» **YOUR TASK**
Repeat the entries below exactly, missing none.
***** DATA PROVIDED
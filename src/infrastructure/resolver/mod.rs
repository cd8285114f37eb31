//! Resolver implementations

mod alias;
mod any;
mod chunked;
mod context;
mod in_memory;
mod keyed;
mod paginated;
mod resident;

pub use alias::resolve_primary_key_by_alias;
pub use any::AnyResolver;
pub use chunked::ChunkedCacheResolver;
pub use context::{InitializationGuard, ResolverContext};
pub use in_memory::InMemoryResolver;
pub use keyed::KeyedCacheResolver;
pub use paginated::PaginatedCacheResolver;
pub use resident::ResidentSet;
**********
» **ANSWER TO THE EXERCISE**
filename src/infrastructure/resolver/mod.rs
repository cd8285114f37eb31
//! Resolver implementations

mod alias;
mod any;
mod chunked;
mod context;
mod in_memory;
mod keyed;
mod paginated;
mod resident;

pub use alias::resolve_primary_key_by_alias;
pub use any::AnyResolver;
pub use chunked::ChunkedCacheResolver;
pub use context::{InitializationGuard, ResolverContext};
pub use in_memory::InMemoryResolver;
pub use keyed::KeyedCacheResolver;
pub use paginated::PaginatedCacheResolver;
pub use resident::ResidentSet;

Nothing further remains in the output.